Die meiste Zeit wird im Club verbracht, dessen Angebot so überreichlich ist, dass man das Land vergessen könnte, in welchem man sich befindet. Jedoch startet jeder bildungs-und kulturbeflissene Europäer oder Amerikaner wenigstens einmal in 14 Tagen eine Erkundungstour in die Welt da draußen, besucht vielleicht eins der (relativ spärlich bestückten) Museen, schlendert auf jeden Fall über einen der grellbunten Märkte, wo er lachend Verkäufer abwehrt, die ihm ihren Tand andrehen wollen: "Dieser Dolch - nur 100 Dinar (etwa 52,- €). Aber: ich arm - du arm. Für dich nur 50 Dinar." Man feilscht und amüsiert sich über den mit Glas bestückten Brieföffner, den man schließlich für etwa 10,- € erwirbt (und anderswo für 3,- € wiederentdeckt) und genießt die Folklore des Basars.



Zur selben Zeit lässt der Herrscher Zine el-Abidine Ben Ali, Staatschef von 1987 bis 2011 (wie lange hatten wir noch den Honecker auf dem Hals?) politische Gegner gleich welcher Coleur (auch Islamisten) einsperren und foltern.

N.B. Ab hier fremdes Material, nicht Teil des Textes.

pub fn catalog() -> Vec<TaskInfo> {
    let mut tasks = vec![
        info(
            "touch-wsgi-reload",
            Some("touch-wsgi"),
            "Touch the wsgi file to trigger an application reload",
            true,
        ),
        info("reload-proxy", Some("nginx-reload"), "Reload the reverse proxy", true),
        info(
            "restart-process-supervisor",
            Some("supervisor-restart"),
            "Restart the process supervisor",
            true,
        ),
        info("run-tests", Some("test"), "Run the accounts test suite", true),
        info(
            "initial-setup",
            None,
            "Create the install root, virtualenv and source checkout",
            true,
        ),
        info("list-packages", Some("pip-list"), "List installed Python packages", true),
        info(
            "install-requirements",
            Some("requirements"),
            "Install Python requirements for an environment",
            true,
        ),
        info(
            "update-task-queue-config",
            Some("update-celery"),
            "Render and install the Celery supervisor config",
            true,
        ),
        info("migrate-database", Some("migrate"), "Run database migrations", true),
        info("pull-latest", Some("pull"), "Check out the deploy branch and pull", true),
        info("install-node-deps", Some("npm"), "Install bower and the npm dependencies", true),
        info("install-frontend-deps", Some("bower"), "Install frontend assets with bower", false),
        info("run-frontend-build", Some("grunt"), "Build frontend assets with grunt", false),
        info(
            "collect-static-assets",
            Some("collect-static"),
            "Collect static files into the serving directory",
            true,
        ),
        info(
            "fix-permissions",
            Some("fix-perms"),
            "Fix ownership and group write on static and media",
            true,
        ),
        info("clean-bytecode", Some("clean"), "Remove compiled Python bytecode", true),
        info("proxy-configtest", Some("configtest"), "Check the reverse proxy configuration", true),
        info("authorize", None, "Authorize an IP address in the application", true),
        info("build-docs", Some("docs"), "Build the client and the documentation", false),
        info("sql-dump", None, "Dump, compress and download the database", true),
        info("sql-restore", None, "Restore a downloaded dump into the local database", true),
    ];

    for composite in [
        crate::pipeline::Composite::Deploy,
        crate::pipeline::Composite::PythonFix,
    ] {
        tasks.push(TaskInfo {
            name: composite.name(),
            alias: None,
            summary: composite.summary(),
            invocable: true,
            composite: true,
            steps: composite.step_names(),
        });
    }

    tasks
}

// ============================================================================
// Task bodies
// ============================================================================

fn code_root(s: &Session) -> String {
    s.record().code_root.clone()
}

fn manage_py(command: &str) -> Cmd {
    Cmd::new("./manage.py").arg(command)
}

pub fn touch_wsgi(s: &mut Session) -> Result<()> {
    let conf_dir = join_remote_path(&s.record().code_root, "config");
    s.cd(&conf_dir, |s| {
        s.run(Cmd::new("touch").arg("lutrisweb.wsgi"))?;
        Ok(())
    })
}

pub fn reload_proxy(s: &mut Session) -> Result<()> {
    let service = s.config().services.proxy.clone();
    s.sudo(Cmd::new("service").args([service.as_str(), "reload"]))?;
    Ok(())
}

pub fn restart_supervisor(s: &mut Session) -> Result<()> {
    let service = s.config().services.supervisor.clone();
    s.sudo(Cmd::new("service").args([service.as_str(), "restart"]))?;
    Ok(())
}

pub fn proxy_configtest(s: &mut Session) -> Result<()> {
    let service = s.config().services.proxy.clone();
    s.sudo(Cmd::new("service").args([service.as_str(), "configtest"]))?;
    Ok(())
}

pub fn run_tests(s: &mut Session) -> Result<()> {
    s.cd(&code_root(s), |s| {
        s.activated(|s| {
            s.run(Cmd::new("python").args(["manage.py", "test", "accounts"]))?;
            Ok(())
        })
    })
}

pub fn initial_setup(s: &mut Session) -> Result<()> {
    let root = s.record().root.clone();
    let domain = s.record().domain.clone();
    let repository = s.config().repository.clone();
    let owner = format!("{0}:{0}", s.user());

    s.sudo(Cmd::new("mkdir").args(["-p", root.as_str()]))?;
    s.sudo(Cmd::new("chown").args([owner.as_str(), root.as_str()]))?;
    s.sudo(Cmd::new("apt").args(["install", "-y", "python3-venv"]))?;
    s.cd(&root, |s| {
        s.run(Cmd::new("python3").args(["-m", "venv", "."]))?;
        s.run(Cmd::new("git").args(["clone", repository.as_str(), domain.as_str()]))?;
        Ok(())
    })
}

pub fn list_packages(s: &mut Session) -> Result<()> {
    s.cd(&code_root(s), |s| {
        s.activated(|s| {
            s.run(Cmd::new("pip").arg("list"))?;
            Ok(())
        })
    })
}

pub fn install_requirements(s: &mut Session, environment: &str) -> Result<()> {
    let requirements = format!("config/requirements/{}.pip", environment);
    s.cd(&code_root(s), |s| {
        s.activated(|s| {
            s.run(Cmd::new("pip").args(["install", "-U", "pip"]))?;
            s.run(Cmd::new("pip").args(["install", "-U", "wheel"]))?;
            s.run(Cmd::new("pip").args([
                "install",
                "-r",
                requirements.as_str(),
                "--exists-action=s",
            ]))?;
            Ok(())
        })
    })
}

#[derive(Debug, Clone, Serialize)]
#[serde(rename_all = "camelCase")]
pub struct TaskQueueConfigResult {
    pub template: String,
    pub staging_file: String,
    pub installed_path: String,
}

/// Resolve the task-queue template path against the local project root.
pub fn task_queue_template_path(s: &Session) -> PathBuf {
    let template = shellexpand::tilde(&s.config().task_queue.template).to_string();
    let path = Path::new(&template);
    if path.is_absolute() {
        path.to_path_buf()
    } else {
        s.local_root().join(path)
    }
}

pub fn update_task_queue_config(s: &mut Session) -> Result<TaskQueueConfigResult> {
    let record = s.record();
    let queue = s.config().task_queue.clone();
    let template_path = task_queue_template_path(s);

    if !template_path.is_file() {
        return Err(Error::template_not_found(template_path.display().to_string()));
    }

    let raw = fs::read_to_string(&template_path).map_err(|e| {
        Error::internal_io(e.to_string(), Some(format!("read {}", template_path.display())))
    })?;
    if !template::is_present(&raw, TemplateVars::DOMAIN) {
        log_status!("render", "{} has no %DOMAIN% placeholder", template_path.display());
    }
    let rendered = template::render(
        &raw,
        &[
            (TemplateVars::ROOT, record.root.as_str()),
            (TemplateVars::DOMAIN, record.domain.as_str()),
        ],
    );

    let staging = PathBuf::from(&queue.staging_file);
    fs::write(&staging, rendered).map_err(|e| {
        Error::internal_io(e.to_string(), Some(format!("write {}", staging.display())))
    })?;
    log_status!("render", "{} -> {}", template_path.display(), staging.display());

    let file_name = remote_basename(&queue.template);
    let uploaded = join_remote_path(&record.root, file_name);
    let installed = join_remote_path(&queue.conf_dir, &format!("{}-celery.conf", record.domain));

    s.put(&staging, &uploaded)?;
    s.sudo(Cmd::new("mv").args([uploaded.as_str(), installed.as_str()]))?;

    Ok(TaskQueueConfigResult {
        template: template_path.display().to_string(),
        staging_file: staging.display().to_string(),
        installed_path: installed,
    })
}

pub fn migrate(s: &mut Session) -> Result<()> {
    s.cd(&code_root(s), |s| {
        s.activated(|s| {
            s.run(manage_py("migrate"))?;
            Ok(())
        })
    })
}

pub fn pull(s: &mut Session) -> Result<()> {
    let branch = s.record().git_branch.clone();
    s.cd(&code_root(s), |s| {
        let checkout = Cmd::new("git").arg("checkout");
        // Local profile has no branch: a bare checkout keeps the current one.
        let checkout = if branch.is_empty() {
            checkout
        } else {
            checkout.arg(branch.as_str())
        };
        s.run(checkout)?;
        s.run(Cmd::new("git").arg("pull"))?;
        s.run(Cmd::new("git").args(["log", "-n", "10"]))?;
        Ok(())
    })
}

pub fn install_node_deps(s: &mut Session) -> Result<()> {
    s.cd(&code_root(s), |s| {
        s.run(Cmd::new("npm").args(["install", "-U", "bower"]))?;
        s.run(Cmd::new("npm").arg("install"))?;
        Ok(())
    })
}

pub fn install_frontend_deps(s: &mut Session) -> Result<()> {
    s.cd(&code_root(s), |s| {
        s.run(Cmd::new("bower").arg("install"))?;
        Ok(())
    })
}

pub fn run_frontend_build(s: &mut Session) -> Result<()> {
    s.cd(&code_root(s), |s| {
        s.run(Cmd::new("grunt"))?;
        Ok(())
    })
}

pub fn collect_static(s: &mut Session) -> Result<()> {
    s.cd(&code_root(s), |s| {
        s.activated(|s| {
            s.run(manage_py("collectstatic").arg("--noinput"))?;
            Ok(())
        })
    })
}

pub fn fix_permissions(s: &mut Session, user: &str, group: &str) -> Result<()> {
    let owner = format!("{}:{}", user, group);
    s.cd(&code_root(s), |s| {
        for dir in ["static", "media"] {
            s.sudo(Cmd::new("chown").args(["-R", owner.as_str(), dir]))?;
            s.sudo(Cmd::new("chmod").args(["-R", "ug+w", dir]))?;
        }
        Ok(())
    })
}

pub fn clean(s: &mut Session) -> Result<()> {
    s.cd(&code_root(s), |s| {
        s.run(Cmd::new("py3clean").arg("."))?;
        Ok(())
    })
}

pub fn authorize(s: &mut Session, ip: &str) -> Result<()> {
    s.cd(&code_root(s), |s| {
        s.activated(|s| {
            s.run(manage_py("authorize").arg(ip))?;
            Ok(())
        })
    })
}

pub fn build_docs(s: &mut Session) -> Result<()> {
    s.cd(&code_root(s), |s| {
        s.run(Cmd::new("make").arg("client"))?;
        s.activated(|s| {
            s.run(Cmd::new("make").arg("docs"))?;
            Ok(())
        })
    })
}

Seine 24jährige Tochter Nesrinen hielt sich seit Donnerstag mit ihrem Sohn im Pariser Disneyland auf, derweil Frankreich ihrem Vater die Zuflucht verweigert hatte. Dieser hat wohl gute Gründe, sich aus dem Staub zu machen. Die Opposition warf ihm schon lange Repression und Einschränkung von Bürgerrechten vor, Wahlen, die mit 99,91% der Stimmen gewonnen wurden, können nicht sauber abgelaufen sein, die Islamisten, deren Einfluss vorrangig zurückgedrängt werden sollte, reagierten mit Terror wie dem Anschlag auf die Al-Ghriba-Synagoge im Jahr 2002. In der Umgebung des Präsidenten herrschten Korruption und Kleptokratie, einer staatstreuen Polizei steht das Militär gegenüber, was für die nächsten Tage und Wochen eine hochexplosive Mischung erwarten lässt. Obgleich das Land, seit 2008 mit der EU wirtschaftlich assoziiert, zu den wohlhabenderen unter den Maghreb-Staaten gehört, war es die wirtschaftliche Not eines Kleinunternehmers, die das Pulverfass entzündete: Mitte Dezember 2010 hatte sich der 26jährige Mohamed Bouazizi, ein ehemaliger Informatikstudent,  vor dem Gouvernatsgebäude der Provinzhauptstadt Sidi Bouzid  selbst entzündet, um gegen die polizeiliche Beschlagnahme seines Obst-und Gemüsestandes zu protestieren, mit dem er sich mehr schlecht als recht durchgeschlagen hatte. Der Tod des jungen Mannes, Sinnbild für die Verzweiflung einer verlorenen Generation, die mit Abstand die Mehrheit der Bevölkerung stellt, war Auslöser der gegenwärtigen Unruhen.


Und was fragen sich die Europäer und Amerikaner abseits der Sonntagsreden ihrer Politiker? Wird das Land abdriften wie seit einigen Jahren Algerien? Und vor allem: Was wird aus den schönen Aldiana-und Magic-Life-Clubs auf Djerba und Monastir?